Cependant, les économistes tempèrent cet optimisme. « Une chute brutale des prix pourrait aussi être le signe d’une demande en berne, ce qui serait préoccupant pour la croissance mondiale », a rappelé une analyste de Goldman Sachs. « Tout dépendra de la rapidité avec laquelle les tensions au Moyen-Orient se résoudront. »

Et maintenant ?

Les prochains jours s’annoncent cruciaux. Les marchés vont scruter les moindres déclarations des parties prenantes au conflit, notamment celles de l’Iran, qui n’a pas encore réagi officiellement aux annonces américaines. Une rencontre entre les représentants américains et iraniens, si elle devait se concrétiser, pourrait donner un nouvel élan aux espoirs de paix. En attendant, les analystes surveillent de près les stocks de pétrole et les niveaux de production des pays de l’OPEP+, dont les décisions pourraient encore influencer les cours.

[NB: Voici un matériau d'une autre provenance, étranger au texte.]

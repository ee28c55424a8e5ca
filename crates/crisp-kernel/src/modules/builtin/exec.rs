//! exec: Emit a raw contract call.

use async_trait::async_trait;
use serde_json::json;

use crisp_types::{Action, Value};

use crate::modules::{ArgSpec, ArgType, Command, CommandArgs, CommandSchema, ExecContext, OptSpec};

/// Exec command: `exec <target> "transfer(address,uint256)" ...args`.
pub struct Exec;

/// Number of top-level parameters in a `name(type,...)` signature.
fn signature_arity(signature: &str) -> anyhow::Result<usize> {
    let (name, rest) = signature
        .split_once('(')
        .ok_or_else(|| anyhow::anyhow!("invalid signature '{}': expected name(types)", signature))?;
    let params = rest
        .strip_suffix(')')
        .filter(|_| !name.is_empty())
        .ok_or_else(|| anyhow::anyhow!("invalid signature '{}': expected name(types)", signature))?;
    if params.trim().is_empty() {
        return Ok(0);
    }

    let mut depth = 0i32;
    let mut count = 1;
    for c in params.chars() {
        match c {
            '(' => depth += 1,
            ')' => depth -= 1,
            ',' if depth == 0 => count += 1,
            _ => {}
        }
        if depth < 0 {
            anyhow::bail!("invalid signature '{}': unbalanced parentheses", signature);
        }
    }
    if depth != 0 {
        anyhow::bail!("invalid signature '{}': unbalanced parentheses", signature);
    }
    Ok(count)
}

#[async_trait]
impl Command for Exec {
    fn name(&self) -> &str {
        "exec"
    }

    fn schema(&self) -> CommandSchema {
        CommandSchema::new("exec", "Call a contract function")
            .arg(ArgSpec::required("target", ArgType::Address))
            .arg(ArgSpec::required("signature", ArgType::String))
            .arg(ArgSpec::rest("args", ArgType::Any))
            .opt(OptSpec::new("value", ArgType::Number, "Native value sent with the call"))
            .opt(OptSpec::new("from", ArgType::Address, "Account the call is sent from"))
    }

    async fn run(
        &self,
        args: CommandArgs,
        _ctx: &mut ExecContext<'_>,
    ) -> anyhow::Result<Vec<Action>> {
        let target = args.address(0)?;
        let signature = args.string(1)?;
        let params = args.values_from(2);

        let expected = signature_arity(signature)?;
        if expected != params.len() {
            anyhow::bail!(
                "{} takes {} parameter(s), got {}",
                signature,
                expected,
                params.len()
            );
        }

        let value = args
            .opt("value")
            .and_then(Value::as_number)
            .map(|n| n.to_string())
            .unwrap_or_else(|| "0".to_string());
        let from = args.opt("from").map(Value::to_json);

        Ok(vec![Action::new(
            "call",
            json!({
                "to": target,
                "signature": signature,
                "args": params.iter().map(Value::to_json).collect::<Vec<_>>(),
                "value": value,
                "from": from,
            }),
        )])
    }
}

#[cfg(test)]
mod tests {
    use super::*;
    use rstest::rstest;

    #[rstest]
    #[case("pause()", 0)]
    #[case("transfer(address,uint256)", 2)]
    #[case("submit((address,uint256)[],bytes)", 2)]
    fn counts_top_level_params(#[case] signature: &str, #[case] expected: usize) {
        assert_eq!(signature_arity(signature).unwrap(), expected);
    }

    #[rstest]
    #[case("transfer")]
    #[case("(address)")]
    #[case("f((address)")]
    fn rejects_malformed_signatures(#[case] signature: &str) {
        assert!(signature_arity(signature).is_err());
    }
}
//! print: Write values to the host log.

use async_trait::async_trait;

use crisp_types::Action;

use crate::modules::{ArgSpec, ArgType, Command, CommandArgs, CommandSchema, ExecContext};

pub struct Print;

#[async_trait]
impl Command for Print {
    fn name(&self) -> &str {
        "print"
    }

    fn schema(&self) -> CommandSchema {
        CommandSchema::new("print", "Write values to the log")
            .arg(ArgSpec::rest("values", ArgType::Any))
    }

    async fn run(
        &self,
        args: CommandArgs,
        ctx: &mut ExecContext<'_>,
    ) -> anyhow::Result<Vec<Action>> {
        let line = args
            .values_from(0)
            .iter()
            .map(|v| v.to_string())
            .collect::<Vec<_>>()
            .join(" ");
        ctx.log(&line);
        Ok(Vec::new())
    }
}
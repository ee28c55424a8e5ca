//! S-expression formatter for crisp ASTs.
//!
//! Keeps snapshot tests readable: locations are dropped and every node
//! kind gets a short, unambiguous form.

use crisp_kernel::ast::*;

/// Format a program. A single command is formatted on its own; several
/// become `(program ...)`.
pub fn format_program(program: &Program) -> String {
    match program.body.as_slice() {
        [] => "(program)".to_string(),
        [single] => format_command(single),
        commands => {
            let parts: Vec<String> = commands.iter().map(format_command).collect();
            format!("(program {})", parts.join(" "))
        }
    }
}

/// Format a command as `(cmd [module:]name args... --opt value...)`.
pub fn format_command(cmd: &CommandExpression) -> String {
    let mut parts = vec![format!("(cmd {}", cmd.full_name())];
    parts.extend(cmd.args.iter().map(format_node));
    for opt in &cmd.opts {
        parts.push(format!("--{}={}", opt.name, format_node(&opt.value)));
    }
    format!("{})", parts.join(" "))
}

/// Format an expression node.
pub fn format_node(node: &Node) -> String {
    match &node.kind {
        NodeKind::Address(a) => format!("(addr {})", a),
        NodeKind::Bool(b) => b.to_string(),
        NodeKind::Bytes(b) => format!("(bytes {})", b.len()),
        NodeKind::Number(n) => format_number(n),
        NodeKind::String(s) => format!("{:?}", s),
        NodeKind::Array(items) => {
            let parts: Vec<String> = items.iter().map(format_node).collect();
            format!("[{}]", parts.join(" "))
        }
        NodeKind::Binary { op, left, right } => {
            format!("({} {} {})", op, format_node(left), format_node(right))
        }
        NodeKind::Block(body) => {
            let parts: Vec<String> = body.iter().map(format_command).collect();
            format!("(block {})", parts.join(" "))
        }
        NodeKind::Call {
            target,
            method,
            args,
        } => {
            let mut parts = vec![format!("(call {} {}", format_node(target), method)];
            parts.extend(args.iter().map(format_node));
            format!("{})", parts.join(" "))
        }
        NodeKind::Helper { name, args } => {
            let mut parts = vec![format!("(@{}", name)];
            parts.extend(args.iter().map(format_node));
            format!("{})", parts.join(" "))
        }
        NodeKind::As { left, right } => format!("(as {} {})", format_node(left), right),
        NodeKind::Identifier(id) => id.clone(),
        NodeKind::Variable(name) => name.clone(),
    }
}

fn format_number(n: &NumberLiteral) -> String {
    let mut out = format!("(num {}", n.value);
    if let Some(power) = n.power {
        out.push_str(&format!(" e{}", power));
    }
    if let Some(unit) = n.unit {
        out.push_str(&format!(" {}", unit.suffix()));
    }
    out.push(')');
    out
}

Pour l’instant, la prudence reste de mise. Comme le souligne Le Figaro, « les marchés ont tendance à surréagir aux bonnes nouvelles comme aux mauvaises. Une annonce mal interprétée pourrait suffire à inverser la tendance en quelques heures. »

Cette volatilité rappelle une fois encore à quel point les cours du pétrole restent liés aux tensions géopolitiques. Alors que le monde tente de se relever des crises économiques successives, la stabilité au Moyen-Orient apparaît plus que jamais comme un enjeu majeur pour la reprise.

Le détroit d’Ormuz est un passage maritime situé entre l’Iran et Oman, par lequel transite près d’un tiers du pétrole mondial. Toute perturbation dans cette zone, comme une fermeture ou une restriction de la navigation, peut entraîner une flambée des prix en raison de la rareté de l’offre. En 2019, des attaques contre des navires pétroliers dans cette région avaient provoqué une hausse temporaire des cours avant que la situation ne se calme.

À ce stade, l’Iran n’a pas encore réagi officiellement aux déclarations de Donald Trump. Les tensions restent vives entre Téhéran et Washington, notamment depuis le retrait des États-Unis de l’accord sur le nucléaire iranien en 2018. Une rencontre diplomatique entre les deux pays pourrait être un premier pas vers une désescalade, mais aucune date n’a été annoncée pour l’instant.